# Remington 1100 steel shot question



## jp328 (Sep 13, 2008)

The gun is an older 1100 with fixed choke. Is it safe to fire steel out of it for duck?


----------



## Ths dog hunts!! (Sep 13, 2008)

Is according to the choke, modified---open, it won't matter, any closer than modified it will, I bought a 3" chambered, 30" steel shot barrel for my 1100, it came with 2 steel shot chokes, & a regular modified.

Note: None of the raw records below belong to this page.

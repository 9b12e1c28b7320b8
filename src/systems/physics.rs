use glam::Vec3;
use hecs::World;

use crate::components::{Collider, Contact, Falling, GravityScale, LocalTransform, Static, Velocity};
use crate::engine::time::FIXED_DT;

use super::raycast::{StaticGeometry, StaticShape};

pub const PHYSICS_DT: f32 = FIXED_DT;
const GRAVITY: Vec3 = Vec3::new(0.0, -9.81, 0.0);

/// Contacts whose normal is at least this upright count as landing.
const LANDING_NORMAL_Y: f32 = 0.5;

/// One rigidbody step for every dynamic body: semi-implicit Euler, then
/// sphere bodies are pushed out of static geometry and lose the velocity
/// component driving them into it. Returns the resolved contacts.
pub fn physics_step(world: &mut World, geometry: &StaticGeometry, dt: f32) -> Vec<Contact> {
    for (_entity, (local, vel, gravity, falling)) in world.query_mut::<(
        &mut LocalTransform,
        &mut Velocity,
        Option<&GravityScale>,
        Option<&Falling>,
    )>() {
        if let (Some(scale), Some(_)) = (gravity, falling) {
            vel.0 += GRAVITY * scale.0 * dt;
        }
        local.position += vel.0 * dt;
    }

    let mut contacts = Vec::new();
    for (entity, (local, vel, collider)) in
        world.query_mut::<(&mut LocalTransform, &mut Velocity, &Collider)>().without::<&Static>()
    {
        let Collider::Sphere { radius } = *collider else {
            continue;
        };
        for shape in geometry.shapes() {
            let Some((normal, depth)) = sphere_penetration(local.position, radius, shape) else {
                continue;
            };
            local.position += normal * depth;
            let vel_along_n = vel.0.dot(normal);
            if vel_along_n < 0.0 {
                vel.0 -= vel_along_n * normal;
            }
            contacts.push(Contact {
                entity,
                static_entity: shape.entity,
                normal,
                penetration_depth: depth,
            });
        }
    }

    contacts
}

/// Falling bodies (pickups, breakable boxes) that touched a floor-like
/// surface stop: gravity no longer applies and their velocity is cleared.
pub fn settle_falling(world: &mut World, contacts: &[Contact]) {
    for contact in contacts.iter().filter(|c| c.normal.y >= LANDING_NORMAL_Y) {
        if world.remove_one::<Falling>(contact.entity).is_err() {
            continue;
        }
        if let Ok(mut velocity) = world.get::<&mut Velocity>(contact.entity) {
            velocity.0 = Vec3::ZERO;
        }
    }
}

/// Push-out direction (away from the static) and depth, if overlapping.
fn sphere_penetration(center: Vec3, radius: f32, shape: &StaticShape) -> Option<(Vec3, f32)> {
    match shape.collider {
        Collider::Plane { normal, offset } => {
            let dist = center.dot(normal) - offset;
            let penetration = radius - dist;
            (penetration > 0.0).then_some((normal, penetration))
        }
        Collider::Sphere { radius: other } => {
            let diff = center - shape.position;
            let dist = diff.length();
            let penetration = (radius + other) - dist;
            let normal = if dist > 1e-6 { diff / dist } else { Vec3::Y };
            (penetration > 0.0).then_some((normal, penetration))
        }
        Collider::Box { half_extents } => {
            let inverse = shape.rotation.inverse();
            let local = inverse * (center - shape.position);
            let closest = local.clamp(-half_extents, half_extents);
            let diff = local - closest;
            let dist = diff.length();
            if dist > 1e-6 {
                let penetration = radius - dist;
                (penetration > 0.0).then(|| (shape.rotation * (diff / dist), penetration))
            } else {
                // Center inside the box: leave through the nearest face.
                let room = half_extents - local.abs();
                let (axis, depth) = if room.x <= room.y && room.x <= room.z {
                    (Vec3::X * local.x.signum(), room.x)
                } else if room.y <= room.z {
                    (Vec3::Y * local.y.signum(), room.y)
                } else {
                    (Vec3::Z * local.z.signum(), room.z)
                };
                Some((shape.rotation * axis, depth + radius))
            }
        }
    }
}

#[cfg(test)]
mod tests {
    use super::*;
    use crate::math::UP;
    use hecs::Entity;

    fn ground(world: &mut World) -> Entity {
        world.spawn((
            Static,
            Collider::Plane { normal: UP, offset: 0.0 },
            LocalTransform::new(Vec3::ZERO),
        ))
    }

    #[test]
    fn sphere_rests_on_plane() {
        let mut world = World::new();
        let floor = ground(&mut world);
        let ball = world.spawn((
            LocalTransform::new(Vec3::new(0.0, 1.05, 0.0)),
            Velocity(Vec3::new(2.0, -5.0, 0.0)),
            Collider::Sphere { radius: 1.0 },
        ));
        let geometry = StaticGeometry::collect(&world);

        let contacts = physics_step(&mut world, &geometry, 0.02);
        assert_eq!(contacts.len(), 1);
        assert_eq!(contacts[0].static_entity, floor);

        let local = world.get::<&LocalTransform>(ball).unwrap();
        assert!((local.position.y - 1.0).abs() < 1e-5);
        let vel = world.get::<&Velocity>(ball).unwrap();
        assert_eq!(vel.0.y, 0.0);
        assert_eq!(vel.0.x, 2.0);
    }

    #[test]
    fn gravity_only_while_falling() {
        let mut world = World::new();
        let body = world.spawn((
            LocalTransform::new(Vec3::new(0.0, 10.0, 0.0)),
            Velocity(Vec3::ZERO),
            GravityScale(2.0),
            Falling,
        ));
        let geometry = StaticGeometry::default();
        physics_step(&mut world, &geometry, 0.5);
        assert!((world.get::<&Velocity>(body).unwrap().0.y + 9.81).abs() < 1e-4);

        world.remove_one::<Falling>(body).unwrap();
        physics_step(&mut world, &geometry, 0.5);
        assert!((world.get::<&Velocity>(body).unwrap().0.y + 9.81).abs() < 1e-4);
    }

    #[test]
    fn falling_body_settles_on_floor_but_not_on_walls() {
        let mut world = World::new();
        ground(&mut world);
        world.spawn((
            Static,
            Collider::Plane {
                normal: Vec3::NEG_X,
                offset: -5.0,
            },
            LocalTransform::new(Vec3::ZERO),
        ));
        let dropped = world.spawn((
            LocalTransform::new(Vec3::new(0.0, 0.6, 0.0)),
            Velocity(Vec3::new(1.0, 0.0, 0.0)),
            Collider::Sphere { radius: 0.5 },
            GravityScale(1.0),
            Falling,
        ));
        let sliding = world.spawn((
            LocalTransform::new(Vec3::new(4.6, 3.0, 0.0)),
            Velocity(Vec3::new(1.0, 0.0, 0.0)),
            Collider::Sphere { radius: 0.5 },
            GravityScale(1.0),
            Falling,
        ));
        let geometry = StaticGeometry::collect(&world);
        for _ in 0..20 {
            let contacts = physics_step(&mut world, &geometry, 0.02);
            settle_falling(&mut world, &contacts);
        }

        assert!(world.get::<&Falling>(dropped).is_err());
        assert_eq!(world.get::<&Velocity>(dropped).unwrap().0, Vec3::ZERO);
        let y = world.get::<&LocalTransform>(dropped).unwrap().position.y;
        assert!((y - 0.5).abs() < 1e-3);

        // Touching only the wall keeps it falling.
        assert!(world.get::<&Falling>(sliding).is_ok());
    }

    #[test]
    fn sphere_is_pushed_off_box_side() {
        let mut world = World::new();
        world.spawn((
            Static,
            Collider::Box {
                half_extents: Vec3::splat(1.0),
            },
            LocalTransform::new(Vec3::ZERO),
        ));
        let ball = world.spawn((
            LocalTransform::new(Vec3::new(1.5, 0.0, 0.0)),
            Velocity(Vec3::ZERO),
            Collider::Sphere { radius: 1.0 },
        ));
        let geometry = StaticGeometry::collect(&world);
        let contacts = physics_step(&mut world, &geometry, 0.02);
        assert_eq!(contacts.len(), 1);
        assert!((contacts[0].normal - Vec3::X).length() < 1e-6);
        let local = world.get::<&LocalTransform>(ball).unwrap();
        assert!((local.position.x - 2.0).abs() < 1e-5);
    }
}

The modified worried me, I called remington, they explained modified doesnt matter.They have a 1=800 no#


----------



## jp328 (Sep 15, 2008)

I have improved barrel on the gun.


----------



## CLIFFP (Sep 17, 2008)

HEY JP328, I AM NOT SURE HOW LONG AGO IT WAS, MAYBE 10 YRS REMINGTON HAD A CLASS ACTION LAWSUIT AGAINST THEM ON OLDER 1100 (CERTAIN SERIAL #'s), ANYWAY YOU HAD TO FILL OUT SOME PAPER WORK AND SEND IN TO THEM AND THEY WOULD SEND YOU SOME MONEY (60-80 BUCKS).  THE METAL USED FOR THE BARRELS WAS NOT COMPATIBLE FOR STEEL SHOT.
IT WAS AWHILE BACK AND I REMEMBER THEY DID SEND ME A CHECK, BUT CANNOT REMEMBER EXACT AMOUNT BUT I AM SURE THE CASE HAS BEEN CLOSED.  ALL NEW BARREL REPLACEMENTS ARE FINE FOR STEEL SHOT.  HOPE THAT HELPS A LITTLE.
        P.S. TRY TO GOOGLE IT.


----------



## Twenty five ought six (Sep 17, 2008)

> HEY JP328, I AM NOT SURE HOW LONG AGO IT WAS, MAYBE 10 YRS REMINGTON HAD A CLASS ACTION LAWSUIT AGAINST THEM ON OLDER 1100 (CERTAIN SERIAL #'s), ANYWAY YOU HAD TO FILL OUT SOME PAPER WORK AND SEND IN TO THEM AND THEY WOULD SEND YOU SOME MONEY (60-80 BUCKS).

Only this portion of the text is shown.